Kamis, 05 Maret 2015

Petani Hanya Boleh Tanam Padi

Kamis, 5 Maret 2015
Pekerja menjemur gabah di halaman Pabrik Beras Sri Rahayu di Desa Kertasura, Kecamatan Kapetakan, Kabupaten Cirebon, Jawa Barat, Selasa (3/3). Gabah itu didatangkan dari Jawa Tengah, seperti Demak, Kudus, dan Blora. Daerah-daerah tersebut lebih dulu panen dibandingkan dengan kawasan pantai utara (pantura) Jawa Barat yang diperkirakan panen raya  April nanti. Namun, gabah yang datang dari Jawa Tengah itu dalam kondisi basah, sebagian berwarna hijau, dan diselimuti banyak rumput. Kondisi itu akan menurunkan rendemen gabah. Gabah dari Jateng itu dihargai Rp 4.300 per kilogram. Gabah diolah untuk memenuhi kebutuhan beras warga Cirebon.

Sebagai petani penggarap, Agus (45) bingung kenapa kenaikan harga gabah diributkan. Kenaikan harga gabah kering panen awal 2015 sebesar Rp 5.200 per kilogram bagi petani kecil seperti Agus justru berkah. Harga tinggi itu menyebabkan padi siap panennya laku ditebas pedagang seharga Rp 8,5 juta.

Dalam dua tahun terakhir, musim panen harga gabah kering panen selalu di bawah Rp 4.000 per kilogram. Dengan harga rendah itu, sebagai petani penggarap yang mengolah lahan hanya 4.000 meter persegi, saya hanya bisa bawa pulang Rp 1,5 juta dari hasil panen padi,” kata Agus, petani penggarap di Desa Banyubiru, Kecamatan Ambarawa, Kabupaten Semarang, Jawa Tengah, Senin (2/3).

Lain lagi kegembiraan petani di Kalongan, Purwodadi, Kabupaten Grobogan, Jawa Tengah, Suripto (40) yang menggarap lahan seperempat bahu (sekitar 2.000 meter persegi). Tanaman padi Suripto akan panen minggu ini, tetapi sudah laku terjual Rp 5,5 juta. Harga ini dinilai tinggi, jauh dibandingkan dengan hasil panen 2014 yang hanya laku Rp 2,5 juta.

Suripto, pengurus Kelompok Tani Muji Rahayu IV, Grobogan, mengatakan, dengan hasil penjualan padi Rp 5,5 juta, setelah dikurangi modal tanam padi selama empat bulan sebesar Rp 1,5 juta, dia dapat membawa pulang hasil panen Rp 4 juta.

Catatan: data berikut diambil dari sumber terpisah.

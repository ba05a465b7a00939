//! Last-resort sink for failures inside the logging pipeline
//!
//! Handlers, formatters and providers cannot report their own failures through the
//! logger that invoked them. They report here instead. By default reports go to stderr;
//! a host (or a test) can install a hook to capture them.

use parking_lot::{Mutex, RwLock};
use std::fmt;
use std::panic::{catch_unwind, AssertUnwindSafe};
use std::sync::{Arc, OnceLock};

/// One failure report from inside the pipeline
#[derive(Debug, Clone, PartialEq, Eq)]
pub struct FallbackReport {
    /// Component that failed, e.g. `handler 'console'` or `provider 'sentry'`
    pub source: String,
    pub message: String,
}

impl fmt::Display for FallbackReport {
    fn fmt(&self, f: &mut fmt::Formatter<'_>) -> fmt::Result {
        write!(f, "[LOGGER ERROR] {}: {}", self.source, self.message)
    }
}

pub type FallbackHook = Arc<dyn Fn(&FallbackReport) + Send + Sync>;

fn hook_slot() -> &'static RwLock<Option<FallbackHook>> {
    static HOOK: OnceLock<RwLock<Option<FallbackHook>>> = OnceLock::new();
    HOOK.get_or_init(|| RwLock::new(None))
}

/// Route fallback reports to `hook` instead of stderr
pub fn set_hook(hook: FallbackHook) {
    *hook_slot().write() = Some(hook);
}

/// Restore the stderr sink
pub fn reset_hook() {
    *hook_slot().write() = None;
}

/// Report a pipeline failure. Never fails and never panics.
pub fn report(source: impl Into<String>, message: impl fmt::Display) {
    let report = FallbackReport {
        source: source.into(),
        message: message.to_string(),
    };

    let hook = hook_slot().read().clone();
    match hook {
        Some(hook) => {
            let outcome = catch_unwind(AssertUnwindSafe(|| hook(&report)));
            if outcome.is_err() {
                eprintln!("{} (fallback hook panicked)", report);
            }
        }
        None => eprintln!("{}", report),
    }
}

/// In-memory sink for fallback reports, mostly useful in tests
///
/// ```
/// use tempmail_logging::core::fallback::{self, FallbackCollector};
///
/// let collector = FallbackCollector::new();
/// fallback::set_hook(collector.hook());
/// fallback::report("handler 'file'", "disk full");
/// assert_eq!(collector.reports_from("handler 'file'").len(), 1);
/// fallback::reset_hook();
/// ```
#[derive(Debug, Clone, Default)]
pub struct FallbackCollector {
    reports: Arc<Mutex<Vec<FallbackReport>>>,
}

impl FallbackCollector {
    pub fn new() -> Self {
        Self::default()
    }

    /// Hook that appends to this collector
    pub fn hook(&self) -> FallbackHook {
        let reports = Arc::clone(&self.reports);
        Arc::new(move |report: &FallbackReport| reports.lock().push(report.clone()))
    }

    pub fn reports(&self) -> Vec<FallbackReport> {
        self.reports.lock().clone()
    }

    /// Reports whose source mentions `needle`
    pub fn reports_from(&self, needle: &str) -> Vec<FallbackReport> {
        self.reports
            .lock()
            .iter()
            .filter(|r| r.source.contains(needle))
            .cloned()
            .collect()
    }

    pub fn clear(&self) {
        self.reports.lock().clear();
    }
}

/// Collector installed once for the whole unit-test binary.
///
/// Tests share the global hook, so each one filters by a source name it owns.
#[cfg(test)]
pub(crate) fn test_collector() -> &'static FallbackCollector {
    static COLLECTOR: OnceLock<FallbackCollector> = OnceLock::new();
    COLLECTOR.get_or_init(|| {
        let collector = FallbackCollector::new();
        set_hook(collector.hook());
        collector
    })
}

/// Extract a readable message from a caught panic payload
pub(crate) fn panic_message(payload: &(dyn std::any::Any + Send)) -> String {
    if let Some(s) = payload.downcast_ref::<&str>() {
        s.to_string()
    } else if let Some(s) = payload.downcast_ref::<String>() {
        s.clone()
    } else {
        "Unknown panic".to_string()
    }
}

#[cfg(test)]
mod tests {
    use super::*;

    #[test]
    fn test_display_prefix() {
        let report = FallbackReport {
            source: "handler 'file'".into(),
            message: "disk full".into(),
        };
        assert_eq!(report.to_string(), "[LOGGER ERROR] handler 'file': disk full");
    }

    #[test]
    fn test_panic_message_variants() {
        let payload: Box<dyn std::any::Any + Send> = Box::new("static str");
        assert_eq!(panic_message(payload.as_ref()), "static str");

        let payload: Box<dyn std::any::Any + Send> = Box::new(String::from("owned"));
        assert_eq!(panic_message(payload.as_ref()), "owned");

        let payload: Box<dyn std::any::Any + Send> = Box::new(7_u8);
        assert_eq!(panic_message(payload.as_ref()), "Unknown panic");
    }

    #[test]
    fn test_collector_receives_reports() {
        let collector = test_collector();
        report("fallback-test-source", "first");
        report("fallback-test-source", format!("second {}", 2));

        let reports = collector.reports_from("fallback-test-source");
        assert_eq!(reports.len(), 2);
        assert_eq!(reports[1].message, "second 2");
    }
}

”Ketika harga gabah naik, tentu petani sangat menikmati hasil tanam padi. Masak petani hanya boleh menanam padi, tapi enggak boleh dapat untung,” ujar Suripto, setengah bertanya ketika banyak pihak, termasuk pemerintah, meributkan kenaikan harga beras di pasaran akhir-akhir ini.

Pengurus Himpunan Kerukunan Tani Indonesia Kabupaten Grobogan, Edy Purwanto, mengemukakan, ketika harga beras medium naik di atas Rp 8.000 per kilogram, itu artinya harga gabah kering panen (GKP) juga naik. Harga gabah kering panen mulai dari Rp 5.200 sampai dengan Rp 5.400 per kilogram (kg). Harga gabah kering giling naik menjadi Rp 6.400 per kg.

Ikut menikmati

Kenaikan harga gabah bukannya tidak dinikmati petani. Baik petani pemilik lahan maupun petani penggarap menikmati. Oleh karena itu, ketika pemerintah buru-buru berusaha keras menurunkan harga beras dengan kegiatan operasi pasar dan percepatan pembagian beras untuk rakyat miskin (raskin), langkah itu menghambat keuntungan petani penanam padi.

”Kenaikan harga beras itu, kan, bersifat sementara, keuntungan petani pun juga sementara sebelum terjadi panen raya. Panen raya padi di Jawa Tengah diperkirakan pertengahan Maret 2015,” ujar Edy Purwanto.

content

Salah satu faktor tingginya harga gabah, menurut Didit Ariyanto, pengurus Kelompok Tani Lestari, Desa Tlogosih, Kebonagung, Kabupaten Demak, musim tanam kali ini bagus untuk tanaman padi. Petani senang karena tanaman sepanjang musim kali ini tidak banyak hama pengganggu.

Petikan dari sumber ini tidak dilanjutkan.